Consider the following scenario:
template <bool expensive>
constexpr auto computeValue() {
// ...
}
void funcA() {
static constexpr auto value_a = computeValue<false>(); // should be at compile time
// ...
}
void funcB() {
static const auto value_b = computeValue<true>(); // should be at runtime
// ...
}
In my scenario computeValue<true>
is an expensive computation and is unable to be evaluated at compile time due to an out of memory error on my system. However, it is able to be run in an acceptable amount of time at runtime, with the same computer. computeValue<false>
does not have this problem, which is why it is computed at compile time in funcA
.
The problem is that the compiler still tries to evalute computeValue<true>()
at compile time despite the fact that I left out the constexpr
, and subsequently runs out of memory. Is there a way to force it to leave this computation for runtime evaluation?

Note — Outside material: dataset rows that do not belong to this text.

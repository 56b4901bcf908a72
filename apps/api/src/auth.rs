//! Authenticator — resolves the calling user from request headers.
//!
//! Sessions are opaque tokens sent as `Authorization: Bearer <token>` or in the
//! `session_token` cookie, looked up in the `user_sessions` table.

use async_trait::async_trait;
use axum::http::{header, HeaderMap};
use sqlx::PgPool;
use thiserror::Error;
use uuid::Uuid;

use crate::models::user::AuthenticatedUser;

pub const SESSION_COOKIE: &str = "session_token";

#[derive(Debug, Error)]
pub enum AuthError {
    #[error("No session token supplied")]
    MissingToken,

    #[error("Session is invalid or expired")]
    InvalidSession,

    #[error("Session lookup failed: {0}")]
    Lookup(#[from] sqlx::Error),
}

#[async_trait]
pub trait Authenticator: Send + Sync {
    async fn current_user(&self, headers: &HeaderMap) -> Result<AuthenticatedUser, AuthError>;
}

/// Extracts the session token, preferring the bearer header over the cookie.
pub fn session_token(headers: &HeaderMap) -> Option<&str> {
    let bearer = headers
        .get(header::AUTHORIZATION)
        .and_then(|v| v.to_str().ok())
        .and_then(|v| v.strip_prefix("Bearer "))
        .map(str::trim)
        .filter(|t| !t.is_empty());
    if bearer.is_some() {
        return bearer;
    }

    headers
        .get_all(header::COOKIE)
        .iter()
        .filter_map(|v| v.to_str().ok())
        .flat_map(|v| v.split(';'))
        .filter_map(|pair| pair.trim().split_once('='))
        .find(|(name, _)| *name == SESSION_COOKIE)
        .map(|(_, value)| value)
        .filter(|t| !t.is_empty())
}

pub struct PgSessionAuthenticator {
    pool: PgPool,
}

impl PgSessionAuthenticator {
    pub fn new(pool: PgPool) -> Self {
        Self { pool }
    }
}

#[async_trait]
impl Authenticator for PgSessionAuthenticator {
    async fn current_user(&self, headers: &HeaderMap) -> Result<AuthenticatedUser, AuthError> {
        let token = session_token(headers).ok_or(AuthError::MissingToken)?;

        let user_id: Option<Uuid> = sqlx::query_scalar(
            "SELECT user_id FROM user_sessions WHERE token = $1 AND expires_at > now()",
        )
        .bind(token)
        .fetch_optional(&self.pool)
        .await?;

        user_id
            .map(|id| AuthenticatedUser { id })
            .ok_or(AuthError::InvalidSession)
    }
}
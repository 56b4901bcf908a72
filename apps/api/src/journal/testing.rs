//! Test builders and in-memory fakes for the journal seams.

use std::collections::HashMap;
use std::sync::atomic::{AtomicUsize, Ordering};
use std::sync::Mutex;

use async_trait::async_trait;
use axum::http::HeaderMap;
use chrono::{NaiveDate, TimeZone, Utc};
use serde_json::{json, Value};
use uuid::Uuid;

use crate::auth::{session_token, AuthError, Authenticator};
use crate::journal::chat::AskRequest;
use crate::journal::store::{EntryStore, StoreError};
use crate::llm_client::{AnswerSynthesizer, LlmError};
use crate::models::entry::JournalEntryRow;
use crate::models::user::AuthenticatedUser;

// ────────────────────────────────────────────────────────────────────────────
// Builders
// ────────────────────────────────────────────────────────────────────────────

pub fn user() -> AuthenticatedUser {
    AuthenticatedUser { id: Uuid::new_v4() }
}

pub fn date(y: i32, m: u32, d: u32) -> NaiveDate {
    NaiveDate::from_ymd_opt(y, m, d).unwrap()
}

pub fn ask(question: &str) -> AskRequest {
    AskRequest {
        question: question.to_string(),
        attachments: Vec::new(),
        history: Vec::new(),
    }
}

/// A paragraph with `text` (omitted when empty) followed by one image block per URL.
pub fn entry_with(
    owner: &AuthenticatedUser,
    entry_date: &str,
    text: &str,
    image_urls: &[&str],
) -> JournalEntryRow {
    let mut blocks: Vec<Value> = Vec::new();
    if !text.is_empty() {
        blocks.push(json!({
            "type": "paragraph",
            "content": [{ "type": "text", "text": text }],
            "children": []
        }));
    }
    for url in image_urls {
        blocks.push(json!({
            "type": "image",
            "props": { "url": url, "name": "foto.jpg" },
            "children": []
        }));
    }

    JournalEntryRow {
        id: Uuid::new_v4(),
        user_id: owner.id,
        entry_date: entry_date.parse().unwrap(),
        content: Value::Array(blocks),
        created_at: Utc.with_ymd_and_hms(2025, 1, 1, 12, 0, 0).unwrap(),
    }
}

// ────────────────────────────────────────────────────────────────────────────
// Fakes
// ────────────────────────────────────────────────────────────────────────────

/// Entries held in memory, scoped and ordered the way the Postgres store scopes them.
#[derive(Default)]
pub struct InMemoryEntryStore {
    entries: Vec<JournalEntryRow>,
    fail: bool,
    fetches: AtomicUsize,
}

impl InMemoryEntryStore {
    pub fn with_entries(entries: Vec<JournalEntryRow>) -> Self {
        Self {
            entries,
            ..Self::default()
        }
    }

    pub fn failing() -> Self {
        Self {
            fail: true,
            ..Self::default()
        }
    }

    pub fn fetch_count(&self) -> usize {
        self.fetches.load(Ordering::SeqCst)
    }
}

#[async_trait]
impl EntryStore for InMemoryEntryStore {
    async fn fetch_entries(
        &self,
        user_id: Uuid,
        limit: i64,
    ) -> Result<Vec<JournalEntryRow>, StoreError> {
        self.fetches.fetch_add(1, Ordering::SeqCst);
        if self.fail {
            return Err(StoreError::Query(sqlx::Error::PoolTimedOut));
        }
        let mut owned: Vec<JournalEntryRow> = self
            .entries
            .iter()
            .filter(|e| e.user_id == user_id)
            .cloned()
            .collect();
        owned.sort_by(|a, b| b.entry_date.cmp(&a.entry_date));
        owned.truncate(usize::try_from(limit).unwrap_or(0));
        Ok(owned)
    }

    async fn fetch_entry_by_date(
        &self,
        user_id: Uuid,
        date: NaiveDate,
    ) -> Result<Option<JournalEntryRow>, StoreError> {
        if self.fail {
            return Err(StoreError::Query(sqlx::Error::PoolTimedOut));
        }
        Ok(self
            .entries
            .iter()
            .filter(|e| e.user_id == user_id && e.entry_date == date)
            .max_by_key(|e| e.created_at)
            .cloned())
    }
}

/// Maps fixed session tokens to users.
#[derive(Default)]
pub struct StaticAuthenticator {
    sessions: HashMap<String, AuthenticatedUser>,
}

impl StaticAuthenticator {
    pub fn with_session(mut self, token: &str, user: &AuthenticatedUser) -> Self {
        self.sessions.insert(token.to_string(), user.clone());
        self
    }
}

#[async_trait]
impl Authenticator for StaticAuthenticator {
    async fn current_user(&self, headers: &HeaderMap) -> Result<AuthenticatedUser, AuthError> {
        let token = session_token(headers).ok_or(AuthError::MissingToken)?;
        self.sessions
            .get(token)
            .cloned()
            .ok_or(AuthError::InvalidSession)
    }
}

/// Records every prompt it receives and answers with a canned reply, or fails.
pub struct FakeSynthesizer {
    reply: Option<String>,
    prompts: Mutex<Vec<String>>,
}

impl FakeSynthesizer {
    pub fn replying(reply: &str) -> Self {
        Self {
            reply: Some(reply.to_string()),
            prompts: Mutex::new(Vec::new()),
        }
    }

    pub fn failing() -> Self {
        Self {
            reply: None,
            prompts: Mutex::new(Vec::new()),
        }
    }

    pub fn prompts(&self) -> Vec<String> {
        self.prompts.lock().unwrap().clone()
    }
}

#[async_trait]
impl AnswerSynthesizer for FakeSynthesizer {
    async fn generate(&self, _system: &str, prompt: &str) -> Result<String, LlmError> {
        self.prompts.lock().unwrap().push(prompt.to_string());
        self.reply.clone().ok_or(LlmError::Api {
            status: 503,
            message: "unavailable".to_string(),
        })
    }
}
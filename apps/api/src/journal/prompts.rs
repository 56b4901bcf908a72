// Prompt templates for the journal chat. The synthesizer receives the system prompt
// and one user prompt assembled from these pieces.

use crate::journal::chat::{Attachment, ChatTurn};
use crate::llm_client::prompts::{GROUNDING_INSTRUCTION, TONE_INSTRUCTION};

pub const CHAT_SYSTEM: &str = "\
Eres el asistente personal del diario del usuario. \
Conoces sus entradas fechadas y le ayudas a recordar lo que vivió, sintió y aprendió.";

/// Placeholder used when no entry cleared the relevance threshold.
pub const EMPTY_CONTEXT: &str = "(ninguna entrada relevante para esta pregunta)";

pub fn chat_system_prompt() -> String {
    format!("{CHAT_SYSTEM}\n\n{GROUNDING_INSTRUCTION}\n\n{TONE_INSTRUCTION}")
}

/// Builds the user prompt. `history` must already be truncated by the caller.
pub fn build_chat_prompt(
    context_lines: &[String],
    attachments: &[Attachment],
    history: &[ChatTurn],
    question: &str,
) -> String {
    let context = if context_lines.is_empty() {
        EMPTY_CONTEXT.to_string()
    } else {
        context_lines.join("\n")
    };

    let mut sections = String::new();
    if !attachments.is_empty() {
        sections.push_str("\nADJUNTOS:\n");
        for attachment in attachments {
            sections.push_str(&format!("- {}: {}\n", attachment.kind, attachment.url));
        }
    }
    if !history.is_empty() {
        sections.push_str("\nCONVERSACIÓN PREVIA:\n");
        for turn in history {
            sections.push_str(&format!("{}: {}\n", turn.role, turn.content));
        }
    }

    format!("ENTRADAS DEL DIARIO:\n{context}\n{sections}\nPREGUNTA:\n{question}")
}

#[cfg(test)]
mod tests {
    use super::*;

    #[test]
    fn test_prompt_without_extras_has_no_optional_sections() {
        let prompt = build_chat_prompt(&["- 2025-08-22: playa".to_string()], &[], &[], "¿y?");
        assert!(prompt.contains("- 2025-08-22: playa"));
        assert!(!prompt.contains("ADJUNTOS"));
        assert!(!prompt.contains("CONVERSACIÓN PREVIA"));
        assert!(prompt.ends_with("PREGUNTA:\n¿y?"));
    }

    #[test]
    fn test_prompt_marks_empty_context() {
        let prompt = build_chat_prompt(&[], &[], &[], "hola");
        assert!(prompt.contains(EMPTY_CONTEXT));
    }

    #[test]
    fn test_prompt_lists_attachments_and_history() {
        let attachments = vec![Attachment {
            kind: "image".to_string(),
            url: "https://cdn/x.png".to_string(),
        }];
        let history = vec![
            ChatTurn {
                role: "user".to_string(),
                content: "hola".to_string(),
            },
            ChatTurn {
                role: "assistant".to_string(),
                content: "¡hola!".to_string(),
            },
        ];
        let prompt = build_chat_prompt(&[], &attachments, &history, "¿qué ves?");
        assert!(prompt.contains("ADJUNTOS:\n- image: https://cdn/x.png"));
        assert!(prompt.contains("CONVERSACIÓN PREVIA:\nuser: hola\nassistant: ¡hola!"));
    }

    #[test]
    fn test_entry_text_with_braces_is_kept_literally() {
        let lines = vec!["- 2025-01-01: escribí {question} en la pizarra".to_string()];
        let prompt = build_chat_prompt(&lines, &[], &[], "¿qué escribí?");
        assert!(prompt.contains("escribí {question} en la pizarra"));
    }

    #[test]
    fn test_system_prompt_carries_grounding_rule() {
        assert!(chat_system_prompt().contains("No inventes"));
    }
}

CodePudding user response:
const int
might be "promoted" to constexpr int
if initializer is constexpr
.
Dropping const
would make disallow the constexpr
(compiler might still decide to optimize and does some computation at compile time, but result would be unusable in constant expression):
void funcB()
{
static auto init_value_b = computeValue<true>();
static const auto value_b = init_value_b; // That const cannot be constexpr
// ...
}
CodePudding user response:
The only solution I could figure out was to make a second copy of the function except without the constexpr
.
template <bool expensive>
constexpr auto computeValue() {
// ...
}
template <bool expensive>
auto computeValueRuntime() {
return computeValue<expensive>();
}
void funcB() {
static const auto value_b = computeValueRuntime<true>(); // should be (and is) at runtime
// ...
}
This seems pretty inelegant though, so I'm wondering if there's some syntactic way of doing it.